_TASK ITEM_
Find the line with "let cli = Cli::parse();" in the entries below, then reproduce it and every line after it down to and including the line with "let permissions = load_permissions(state.permission_source())", exactly.

_EXCERPTED DATA_
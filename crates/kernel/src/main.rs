//! Academy Admin Kernel
//!
//! CLI tooling over the navigation compiler: print the compiled route
//! tree, or report configuration defects in a permission set.

use std::path::PathBuf;

use anyhow::{Context, Result, bail};
use clap::{Parser, Subcommand};
use tracing::info;
use tracing_subscriber::{EnvFilter, layer::SubscriberExt, util::SubscriberInitExt};

use academy_kernel::config::Config;
use academy_kernel::nav::{RouteNode, check_permissions};
use academy_kernel::permission::load_permissions;
use academy_kernel::state::AppState;

#[derive(Parser)]
#[command(name = "academy", about = "Admin navigation kernel tooling")]
struct Cli {
    /// Permission document override (JSON).
    #[arg(long, global = true)]
    permissions: Option<PathBuf>,

    #[command(subcommand)]
    command: Command,
}

#[derive(Subcommand)]
enum Command {
    /// Compile the route tree and print it.
    Routes {
        /// Emit the tree as JSON instead of indented text.
        #[arg(long)]
        json: bool,
    },
    /// Report configuration defects in the permission set.
    Check,
}

#[tokio::main]
async fn main() -> Result<()> {
    // Load .env file if present
    dotenvy::dotenv().ok();

    init_tracing();

    let cli = Cli::parse();

    let mut config = Config::from_env();
    if let Some(path) = cli.permissions {
        config.permissions_file = Some(path);
    }

    let state = AppState::new(&config);

    let permissions = load_permissions(state.permission_source())
        .await
        .context("failed to load permission set")?;
    info!(entries = permissions.len(), "permission set loaded");

    match cli.command {
        Command::Routes { json } => {
            let routes = state.nav().routes_for(&permissions);
            if json {
                println!(
                    "{}",
                    serde_json::to_string_pretty(routes.as_ref())
                        .context("failed to render route tree")?
                );
            } else {
                for node in routes.iter() {
                    print_node(node, 0);
                }
            }
        }
        Command::Check => {
            let defects = check_permissions(&permissions, state.views());
            if defects.is_empty() {
                println!("No configuration defects found.");
            } else {
                for defect in &defects {
                    println!("{defect}");
                }
                bail!("{} configuration defect(s) found", defects.len());
            }
        }
    }

    Ok(())
}

fn print_node(node: &RouteNode, depth: usize) {
    let indent = "  ".repeat(depth);
    let path = if node.index { "(index)" } else { node.path.as_str() };
    let element = node.element.as_ref().map_or("-", |e| e.kind());
    let key = node.meta.as_ref().map_or("", |m| m.key.as_str());

    println!("{indent}{path:<24} {element:<10} {key}");

    for child in &node.children {
        print_node(child, depth + 1);
    }
}

fn init_tracing() {
    let filter = EnvFilter::try_from_default_env().unwrap_or_else(|_| EnvFilter::new("info"));

    tracing_subscriber::registry()
        .with(filter)
        .with(tracing_subscriber::fmt::layer())
        .init();
}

_RESPONSE_
    let cli = Cli::parse();

    let mut config = Config::from_env();
    if let Some(path) = cli.permissions {
        config.permissions_file = Some(path);
    }

    let state = AppState::new(&config);

    let permissions = load_permissions(state.permission_source())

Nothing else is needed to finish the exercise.